On April 7, 1909, under the provisions of the Act of March 30, 1909, a Military Court of Inquiry was set up by Secretary of War Jacob M. Dickinson to report on the charges and recommend for reenlistment those men who had been discharged under Special Order # 266, November 9, 1906. Of the 167 discharged men, 76 were located as witnesses, and 6 did not wish to appear.

The 1910 Court of Military Inquiry undertook an examination of the soldiers' bids for re-enlistment, in view of the Senate committee's reports, but its members interviewed only about one-half of the soldiers discharged. It accepted 14 for re-enlistment, and eleven of these re-entered the Army.

The government did not re-examine the case until the early 1970s.

== Later investigation and presidential pardon in 1970s ==

In 1970, historian John D. Weaver published The Brownsville Raid, which investigated the affair in depth. Weaver argued that the accused members of the 25th Infantry were innocent and that they were discharged without benefit of due process of law as guaranteed by the United States Constitution.
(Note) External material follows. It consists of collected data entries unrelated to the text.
//! Steering and camera command codes.

use std::fmt;
use std::ops::{BitOr, BitOrAssign};

/// Motor controller input. Exactly one direction at a time.
#[derive(Debug, Clone, Copy, PartialEq, Eq, Hash, Default)]
pub enum SteerCode {
    #[default]
    None,
    Stop,
    Forward,
    Reverse,
    Right,
    Left,
    /// Anything the motor controller does not recognise
    Unknown(u16),
}

impl SteerCode {
    pub fn from_raw(raw: u16) -> Self {
        match raw {
            0x00 => SteerCode::None,
            0x01 => SteerCode::Stop,
            0x02 => SteerCode::Forward,
            0x04 => SteerCode::Reverse,
            0x08 => SteerCode::Right,
            0x10 => SteerCode::Left,
            other => SteerCode::Unknown(other),
        }
    }

    pub fn raw(self) -> u16 {
        match self {
            SteerCode::None => 0x00,
            SteerCode::Stop => 0x01,
            SteerCode::Forward => 0x02,
            SteerCode::Reverse => 0x04,
            SteerCode::Right => 0x08,
            SteerCode::Left => 0x10,
            SteerCode::Unknown(raw) => raw,
        }
    }

    /// Forward, Reverse, Right or Left.
    pub fn is_direction(self) -> bool {
        matches!(
            self,
            SteerCode::Forward | SteerCode::Reverse | SteerCode::Right | SteerCode::Left
        )
    }
}

impl fmt::Display for SteerCode {
    fn fmt(&self, f: &mut fmt::Formatter<'_>) -> fmt::Result {
        match self {
            SteerCode::None => write!(f, "NONE"),
            SteerCode::Stop => write!(f, "STOP"),
            SteerCode::Forward => write!(f, "FORWARD"),
            SteerCode::Reverse => write!(f, "REVERSE"),
            SteerCode::Right => write!(f, "RIGHT"),
            SteerCode::Left => write!(f, "LEFT"),
            SteerCode::Unknown(raw) => write!(f, "UNKNOWN(0x{:x})", raw),
        }
    }
}

/// OR-combinable direction bits from a remote-control source.
///
/// The network protocol carries the same bit values.
#[derive(Debug, Clone, Copy, PartialEq, Eq, Hash, Default)]
pub struct RcSteering(u8);

impl RcSteering {
    pub const NONE: RcSteering = RcSteering(0x00);
    pub const FORWARD: RcSteering = RcSteering(0x01);
    pub const REVERSE: RcSteering = RcSteering(0x02);
    pub const RIGHT: RcSteering = RcSteering(0x04);
    pub const LEFT: RcSteering = RcSteering(0x08);

    pub const fn from_bits(bits: u8) -> Self {
        RcSteering(bits)
    }

    pub const fn bits(self) -> u8 {
        self.0
    }

    pub const fn is_none(self) -> bool {
        self.0 == 0
    }

    /// Map to a motor code. A single direction maps to that direction,
    /// no bits to `None`, anything else to `Unknown`.
    pub fn to_steer_code(self) -> SteerCode {
        match self {
            RcSteering::NONE => SteerCode::None,
            RcSteering::FORWARD => SteerCode::Forward,
            RcSteering::REVERSE => SteerCode::Reverse,
            RcSteering::RIGHT => SteerCode::Right,
            RcSteering::LEFT => SteerCode::Left,
            RcSteering(bits) => SteerCode::Unknown(u16::from(bits)),
        }
    }
}

impl BitOr for RcSteering {
    type Output = RcSteering;

    fn bitor(self, rhs: RcSteering) -> RcSteering {
        RcSteering(self.0 | rhs.0)
    }
}

impl BitOrAssign for RcSteering {
    fn bitor_assign(&mut self, rhs: RcSteering) {
        self.0 |= rhs.0;
    }
}

impl fmt::Display for RcSteering {
    fn fmt(&self, f: &mut fmt::Formatter<'_>) -> fmt::Result {
        write!(f, "0x{:02x}", self.0)
    }
}

/// Camera controller input.
#[derive(Debug, Clone, Copy, PartialEq, Eq, Hash, Default)]
pub enum CameraCode {
    #[default]
    None,
    StopStream,
    StartStream,
    Unknown(u8),
}

impl CameraCode {
    pub fn from_raw(raw: u8) -> Self {
        match raw {
            0 => CameraCode::None,
            1 => CameraCode::StopStream,
            2 => CameraCode::StartStream,
            other => CameraCode::Unknown(other),
        }
    }

    pub fn raw(self) -> u8 {
        match self {
            CameraCode::None => 0,
            CameraCode::StopStream => 1,
            CameraCode::StartStream => 2,
            CameraCode::Unknown(raw) => raw,
        }
    }
}

#[cfg(test)]
mod tests {
    use super::*;

    #[test]
    fn test_steer_code_raw_values() {
        for raw in [0x00, 0x01, 0x02, 0x04, 0x08, 0x10] {
            let code = SteerCode::from_raw(raw);
            assert!(!matches!(code, SteerCode::Unknown(_)));
            assert_eq!(code.raw(), raw);
        }
        assert_eq!(SteerCode::from_raw(0x03), SteerCode::Unknown(0x03));
        assert!(SteerCode::Left.is_direction());
        assert!(!SteerCode::Stop.is_direction());
    }

    #[test]
    fn test_rc_bits_normalize() {
        assert_eq!(RcSteering::NONE.to_steer_code(), SteerCode::None);
        assert_eq!(RcSteering::FORWARD.to_steer_code(), SteerCode::Forward);
        assert_eq!(RcSteering::LEFT.to_steer_code(), SteerCode::Left);

        let combined = RcSteering::FORWARD | RcSteering::RIGHT;
        assert_eq!(combined.bits(), 0x05);
        assert_eq!(combined.to_steer_code(), SteerCode::Unknown(0x05));
    }

    #[test]
    fn test_camera_codes() {
        assert_eq!(CameraCode::from_raw(2), CameraCode::StartStream);
        assert_eq!(CameraCode::from_raw(1), CameraCode::StopStream);
        assert_eq!(CameraCode::from_raw(9), CameraCode::Unknown(9));
        assert_eq!(CameraCode::Unknown(9).raw(), 9);
    }
}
After reading his book, Congressman Augustus F. Hawkins of Los Angeles introduced a bill to have the Defense Department re-investigate the matter to provide justice to the accused soldiers.

In 1972, the Army found the accused members of the 25th Infantry to be innocent. At its recommendations, President Richard Nixon pardoned the men and awarded them honorable discharges, without backpay. These discharges were generally issued posthumously, as there were only two surviving soldiers from the affair: one had re-enlisted in 1910. In 1973, Hawkins and Senator Hubert Humphrey gained congressional passage of a tax-free pension for the last survivor, Dorsie Willis, who received $25,000. He was honored in ceremonies in Washington, DC, and Los Angeles.